Dr. Christina Holtz-Bacha

/ 11 Minuten zu lesen

Europawahlkämpfe stehen vor besonderen Herausforderungen – zwischen nationalen Themen und zunehmend europäisierten Wahlkampagnen gilt es, die Wählerschaft überhaupt zur Stimmabgabe zu motivieren. Was bedeutet das für den Wahlkampf? Welche Rollen spielen dabei die Medien? Und wie steht es um die Wahlbeteiligung in der EU?

Europäische Flagge auf einer Wahlurne (© picture alliance / Ulrich Baumgarten | Ulrich Baumgarten)
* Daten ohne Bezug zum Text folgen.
#[cfg(test)]
mod tests {
    use super::*;

    #[test]
    fn normalizes_separator_runs() {
        assert_eq!(normalize_name("a__b..c"), "a-b-c");
        assert_eq!(normalize_name("Django"), "django");
        assert_eq!(normalize_name("_leading"), "leading");
    }

    #[test]
    fn pep508_splits_name_and_extras() {
        assert_eq!(
            pep508_parts("fastapi>=0.100"),
            Some(("fastapi".to_owned(), vec![]))
        );
        assert_eq!(
            pep508_parts("uvicorn[standard] (>=0.23)"),
            Some(("uvicorn".to_owned(), vec!["standard".to_owned()]))
        );
        assert_eq!(
            pep508_parts("httptools (>=0.5.0) ; extra == \"standard\""),
            Some(("httptools".to_owned(), vec![]))
        );
        assert_eq!(
            pep508_parts("Pkg [A_b, c]"),
            Some(("pkg".to_owned(), vec!["a-b".to_owned(), "c".to_owned()]))
        );
        assert_eq!(pep508_parts(">=1"), None);
    }

    #[test]
    fn extras_read_from_table_and_constraint_list() {
        let spec: Value =
            toml::from_str("version = \"^0.23\"\nextras = [\"standard\"]").unwrap();
        assert_eq!(requested_extras(&spec), vec!["standard"]);

        let doc: Value = toml::from_str(
            "dep = [{ version = \"1\", extras = [\"b\"] }, { version = \"2\", extras = [\"a\", \"b\"] }]",
        )
        .unwrap();
        assert_eq!(requested_extras(&doc["dep"]), vec!["a", "b"]);
        assert!(requested_extras(&Value::String("^1".to_owned())).is_empty());
    }

    #[test]
    fn optional_table_spec_detected() {
        let spec: Value = toml::from_str("optional = true\nversion = \"1\"").unwrap();
        assert!(is_optional(&spec));
        assert!(!is_optional(&Value::String("^1".to_owned())));
    }
}
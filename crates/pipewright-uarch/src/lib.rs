//! Microarchitecture cost models for the Pipewright scheduling cost layer.
//!
//! A cost model answers three questions about a parsed instruction:
//! - **Units:** which execution units it occupies, possibly several at once
//! - **Throughput:** how soon the same resource can accept another one
//! - **Latency:** how long until a consumer may read one of its outputs
//!
//! Targets may additionally install structural constraints into the external
//! scheduler and contribute a secondary objective.

pub mod config;
pub mod error;
pub mod latency;
pub mod model;
pub mod registry;
pub mod resolver;
pub mod scheduler;
pub mod targets;
pub mod units;

pub use config::{load_config, parse_config, LoopSection, ModelConfig, Selection};
pub use error::{CostError, Result};
pub use latency::{Latency, Relation};
pub use model::{CostModel, CostTables};
pub use registry::{get_target, list_targets, targets_for_arch};
pub use resolver::{AttrTable, Key, Predicate};
pub use scheduler::{
    apply_further_constraints, NodeId, Objective, ObjectiveTerm, OptimizerMode, Scheduler, Sense,
};
pub use units::{ExecutionUnit, UnitRequirement, UnitSet};
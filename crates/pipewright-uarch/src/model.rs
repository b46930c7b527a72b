//! The per-target cost model interface.
//!
//! Every target owns three ordered tables (execution units, inverse throughput
//! and baseline latency) and may refine the baseline latency with
//! forwarding or hazard rules that look at both instructions of a pair.

use pipewright_isa::{Arch, Instruction};

use crate::error::Result;
use crate::latency::Latency;
use crate::resolver::AttrTable;
use crate::scheduler::{Objective, Scheduler};
use crate::units::UnitRequirement;

/// The three lookup tables of a target.
#[derive(Debug, Clone)]
pub struct CostTables {
    /// Units each instruction occupies.
    pub units: AttrTable<UnitRequirement>,
    /// Cycles before the same units accept another instruction.
    pub inverse_throughput: AttrTable<u32>,
    /// Baseline producer latency, before pair-specific overrides.
    pub latency: AttrTable<u32>,
}

impl CostTables {
    /// Empty tables owned by target `owner`.
    pub fn new(owner: &'static str) -> Self {
        Self {
            units: AttrTable::new(owner, "execution_units"),
            inverse_throughput: AttrTable::new(owner, "inverse_throughput"),
            latency: AttrTable::new(owner, "latency"),
        }
    }
}

/// Cost model of one microarchitecture.
///
/// Queries are pure functions of their arguments and the immutable tables, so
/// a model can be shared freely between threads.
pub trait CostModel: Send + Sync {
    /// Registry name, e.g. `Arm_Cortex_M55`.
    fn name(&self) -> &'static str;

    /// Dialect whose instructions this model prices.
    fn arch(&self) -> &'static Arch;

    /// Maximum instructions dispatched per cycle.
    fn issue_rate(&self) -> u32;

    /// Names of this target's execution units, indexed like [`crate::UnitSet`].
    fn unit_names(&self) -> &'static [&'static str];

    /// Tables behind the default queries.
    fn tables(&self) -> &CostTables;

    /// Units `inst` occupies when it issues.
    fn get_units(&self, inst: &Instruction) -> Result<&UnitRequirement> {
        self.tables().units.resolve(inst)
    }

    /// Minimum spacing between two issues sharing the resolved entry.
    fn get_inverse_throughput(&self, inst: &Instruction) -> Result<u32> {
        self.tables().inverse_throughput.resolve(inst).copied()
    }

    /// Latency from output `output_index` of `src` to `dst`.
    ///
    /// The default is the baseline table entry of `src`; targets with
    /// forwarding paths or hazards override this.
    fn get_latency(
        &self,
        src: &Instruction,
        output_index: usize,
        dst: &Instruction,
    ) -> Result<Latency> {
        let _ = (output_index, dst);
        self.base_latency(src).map(Latency::Cycles)
    }

    /// Baseline latency of `src` before pair-specific rules.
    fn base_latency(&self, src: &Instruction) -> Result<u32> {
        self.tables().latency.resolve(src).copied()
    }

    /// Register structural rules the tables cannot express.
    fn add_further_constraints(&self, scheduler: &mut dyn Scheduler) {
        let _ = scheduler;
    }

    fn has_min_max_objective(&self) -> bool {
        self.get_min_max_objective().is_some()
    }

    fn get_min_max_objective(&self) -> Option<Objective> {
        None
    }
}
Die Europawahlen werden in der politikwissenschaftlichen Forschung sowie in den Medien oft als Interner Link: Nebenwahlen („second-order elections“) klassifiziert. Diese Charakterisierung liefert eine plausible Erklärung dafür, dass das Interesse an den Europawahlen unter den Wahlberechtigten bislang eher mäßig blieb. Da aus Europawahlen keine Regierung hervorgeht, fehlt ihnen das Spannungsmoment, das nationale Wahlen auszeichnet. Zudem steht für jeden EU-Mitgliedstaat die Zahl der Abgeordneten im Europäischen Parlament fest, daher beeinflusst die Stimmabgabe lediglich die Stärke der Parteien unter den Abgeordneten. Bei einer Europawahl steht also „weniger“ auf dem Spiel - das hat Folgen für die Wahlbeteiligung und den Wahlkampf, der sich im Dreieck von Parteien, Medien und Wählerschaft abspielt.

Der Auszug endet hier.